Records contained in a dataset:
------------------------------

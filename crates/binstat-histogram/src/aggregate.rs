//! Cross-histogram statistics
//!
//! Given histograms of the same variable from several samples, compute each
//! sample's mean and standard error of the mean, how far each mean sits from
//! the integral-weighted mean over samples (in units of its own SEM), and a
//! bin-by-bin mean histogram over the unified layout.

use std::collections::BTreeMap;

use crate::ops::unified_bin_hist;
use crate::types::Histogram;
use binstat_core::utils::{mean, population_std_dev, population_variance};
use tracing::debug;

/// Aggregate statistics over a fixed collection of histograms
#[derive(Debug, Clone, PartialEq)]
pub struct MeanInfo {
    /// Mean of each histogram, in input order
    pub means: Vec<f64>,
    /// Standard error of each mean
    pub sems: Vec<f64>,
    /// `(mean_i - global_mean) / sem_i`, zero where `sem_i` is zero
    pub normalized_means: Vec<f64>,
    /// Integral-weighted mean over histograms
    pub global_mean: f64,
    /// Unified layout holding the per-bin mean and spread across histograms
    pub mean_bin_hist: Histogram,
}

impl MeanInfo {
    /// Flatten into a named record for persistence
    pub fn record(&self, name: impl Into<String>) -> MeanRecord {
        MeanRecord {
            name: name.into(),
            means: self.means.clone(),
            sems: self.sems.clone(),
            normalized_means: self.normalized_means.clone(),
        }
    }
}

/// Per-variable flat record of the aggregate statistics
#[derive(Debug, Clone, PartialEq, Default)]
pub struct MeanRecord {
    pub name: String,
    pub means: Vec<f64>,
    pub sems: Vec<f64>,
    pub normalized_means: Vec<f64>,
}

/// Compute [`MeanInfo`] for `hists`
///
/// The global mean weights each histogram's mean by its integral; when every
/// integral is zero the plain mean of the means is used instead. The
/// bin-by-bin histogram takes, for each unified bin that any input populates,
/// the unweighted mean of the contributing bin contents as its content and
/// their population standard deviation as its error. Inputs are assumed to
/// have comparable sample sizes.
///
/// # Panics
///
/// Panics if `hists` is empty, or if two histograms carry different labels in
/// bins that map to the same unified bin.
pub fn mean_info(hists: &[Histogram]) -> MeanInfo {
    assert!(!hists.is_empty(), "cannot compute mean info for zero histograms");

    let mut unified = unified_bin_hist(hists);
    let mut bin_values: BTreeMap<usize, Vec<f64>> = BTreeMap::new();
    let mut bin_labels: BTreeMap<usize, &str> = BTreeMap::new();

    let mut means = Vec::with_capacity(hists.len());
    let mut sems = Vec::with_capacity(hists.len());
    let mut sum_total = 0.0;
    let mut total_entries = 0.0;

    for hist in hists {
        let hist_mean = hist.mean();
        means.push(hist_mean);
        sems.push(hist.mean_error());
        sum_total += hist_mean * hist.integral();
        total_entries += hist.integral();

        for ib in hist.addressable() {
            let ibin = unified.find_bin(hist.center(ib));
            let label = hist.label(ib);
            let expected = *bin_labels.entry(ibin).or_insert(label);
            assert_eq!(
                expected,
                label,
                "histogram '{}' labels unified bin {} differently",
                hist.name(),
                ibin
            );
            bin_values.entry(ibin).or_default().push(hist.contents(ib));
        }
    }

    let global_mean = if total_entries != 0.0 {
        sum_total / total_entries
    } else {
        mean(&means)
    };

    let normalized_means = means
        .iter()
        .zip(&sems)
        .map(|(&m, &sem)| if sem > 0.0 { (m - global_mean) / sem } else { 0.0 })
        .collect();

    for (&ibin, values) in &bin_values {
        unified.set_bin(ibin, mean(values), population_std_dev(values));
        unified.set_label(ibin, bin_labels[&ibin]);
    }

    debug!(
        "mean info over {} histograms: global mean {}, {} populated bins",
        hists.len(),
        global_mean,
        bin_values.len()
    );

    MeanInfo {
        means,
        sems,
        normalized_means,
        global_mean,
        mean_bin_hist: unified,
    }
}

/// Spread of the per-sample means across a set of mean records
#[derive(Debug, Clone, PartialEq, Default)]
pub struct MeanSummary {
    /// Mean of each record's `means`
    pub means: Vec<f64>,
    /// Population variance of each record's `means`
    pub variances: Vec<f64>,
    /// Every normalized mean over all records, pooled
    pub normalized_means: Vec<f64>,
}

impl MeanSummary {
    /// Population standard deviation of the pooled normalized means
    ///
    /// Close to one when the SEMs describe the sample-to-sample scatter.
    pub fn normalized_std_dev(&self) -> f64 {
        population_std_dev(&self.normalized_means)
    }
}

/// Summarize mean records, typically read back from several result directories
pub fn summarize_records(records: &[MeanRecord]) -> MeanSummary {
    let mut summary = MeanSummary::default();
    for record in records {
        summary.means.push(mean(&record.means));
        summary.variances.push(population_variance(&record.means));
        summary.normalized_means.extend_from_slice(&record.normalized_means);
    }
    summary
}

#[cfg(test)]
mod tests {
    use super::*;
    use approx::assert_relative_eq;

    fn filled(n_bins: usize, xmin: f64, xmax: f64, values: &[f64]) -> Histogram {
        let mut hist = Histogram::uniform(n_bins, xmin, xmax);
        for &v in values {
            hist.fill(v);
        }
        hist
    }

    #[test]
    fn test_single_histogram_global_mean() {
        let hist = filled(4, 0.0, 4.0, &[0.5, 1.5, 1.5, 3.5]);
        let info = mean_info(std::slice::from_ref(&hist));
        assert_relative_eq!(info.global_mean, hist.mean());
        assert_relative_eq!(info.normalized_means[0], 0.0);
        // One contributor per bin: spread is zero
        assert_eq!(info.mean_bin_hist.contents(2), 2.0);
        assert_eq!(info.mean_bin_hist.error(2), 0.0);
    }

    #[test]
    fn test_weighted_global_mean_and_normalized_means() {
        let a = filled(4, 0.0, 4.0, &[0.5, 0.5, 1.5, 1.5]);
        let b = filled(4, 0.0, 4.0, &[2.5, 3.5]);
        let info = mean_info(&[a.clone(), b.clone()]);

        assert_relative_eq!(info.means[0], 1.0);
        assert_relative_eq!(info.means[1], 3.0);
        // (1.0 * 4 + 3.0 * 2) / 6
        assert_relative_eq!(info.global_mean, 10.0 / 6.0);
        assert_relative_eq!(info.sems[0], a.mean_error());
        assert_relative_eq!(info.normalized_means[0], (1.0 - 10.0 / 6.0) / a.mean_error());
        assert_relative_eq!(info.normalized_means[1], (3.0 - 10.0 / 6.0) / b.mean_error());
    }

    #[test]
    fn test_zero_sem_gives_zero_normalized_mean() {
        // Everything in one bin: no spread, so the SEM is zero
        let a = filled(4, 0.0, 4.0, &[3.5, 3.5, 3.5]);
        let b = filled(4, 0.0, 4.0, &[0.5, 1.5, 2.5]);
        let info = mean_info(&[a, b]);
        assert_eq!(info.sems[0], 0.0);
        assert_eq!(info.normalized_means[0], 0.0);
        assert!(info.normalized_means[1] != 0.0);
    }

    #[test]
    fn test_bin_by_bin_mean_over_unified_layout() {
        let a = filled(2, 0.0, 2.0, &[0.5, 0.5, 1.5]);
        let b = filled(2, 1.0, 3.0, &[1.5, 1.5, 1.5, 1.5, 2.5]);
        let info = mean_info(&[a, b]);
        let hist = &info.mean_bin_hist;

        assert_eq!(hist.n_bins(), 3);
        assert_relative_eq!(hist.xmax(), 3.0);
        // [0, 1) only in a
        assert_eq!(hist.contents(1), 2.0);
        // [1, 2): contents 1 and 4
        assert_relative_eq!(hist.contents(2), 2.5);
        assert_relative_eq!(hist.error(2), 1.5);
        // [2, 3) only in b
        assert_eq!(hist.contents(3), 1.0);
    }

    #[test]
    fn test_empty_histograms_fall_back_to_plain_mean() {
        let info = mean_info(&[Histogram::uniform(2, 0.0, 2.0), Histogram::uniform(2, 0.0, 2.0)]);
        assert_eq!(info.global_mean, 0.0);
        assert_eq!(info.normalized_means, vec![0.0, 0.0]);
    }

    #[test]
    fn test_labels_carried_to_mean_hist() {
        let mut a = Histogram::uniform(2, 0.5, 2.5);
        let mut b = Histogram::uniform(2, 0.5, 2.5);
        for hist in [&mut a, &mut b] {
            hist.set_label(1, "right");
            hist.set_label(2, "wrong");
            hist.set_bin(1, 0.8, 0.1);
            hist.set_bin(2, 0.2, 0.1);
        }
        let info = mean_info(&[a, b]);
        assert_eq!(info.mean_bin_hist.label(1), "right");
        assert_eq!(info.mean_bin_hist.label(2), "wrong");
    }

    #[test]
    #[should_panic(expected = "labels unified bin")]
    fn test_mismatched_labels_panic() {
        let mut a = Histogram::uniform(1, 0.5, 1.5).with_name("a");
        let mut b = Histogram::uniform(1, 0.5, 1.5).with_name("b");
        a.set_label(1, "IGHV1");
        b.set_label(1, "IGHV2");
        mean_info(&[a, b]);
    }

    #[test]
    #[should_panic(expected = "zero histograms")]
    fn test_empty_collection_panics() {
        mean_info(&[]);
    }

    #[test]
    fn test_record_and_summary() {
        let a = filled(4, 0.0, 4.0, &[0.5, 1.5]);
        let b = filled(4, 0.0, 4.0, &[2.5, 3.5]);
        let record = mean_info(&[a, b]).record("cdr3_length");
        assert_eq!(record.name, "cdr3_length");
        assert_eq!(record.means, vec![1.0, 3.0]);

        let other = MeanRecord {
            name: "v_3p_del".to_string(),
            means: vec![2.0, 2.0, 2.0],
            sems: vec![0.1, 0.1, 0.1],
            normalized_means: vec![1.0, -1.0, 0.0],
        };
        let summary = summarize_records(&[record.clone(), other]);
        assert_eq!(summary.means, vec![2.0, 2.0]);
        assert_eq!(summary.variances, vec![1.0, 0.0]);
        assert_eq!(summary.normalized_means.len(), record.normalized_means.len() + 3);
    }
}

------------------------------

• What this task involves
Quote the data above verbatim from its first line to the line that includes "SEM), and a", with both boundary lines retained.

• Output
filename crates/binstat-histogram/src/aggregate.rs
//! Cross-histogram statistics
//!
//! Given histograms of the same variable from several samples, compute each
//! sample's mean and standard error of the mean, how far each mean sits from
//! the integral-weighted mean over samples (in units of its own SEM), and a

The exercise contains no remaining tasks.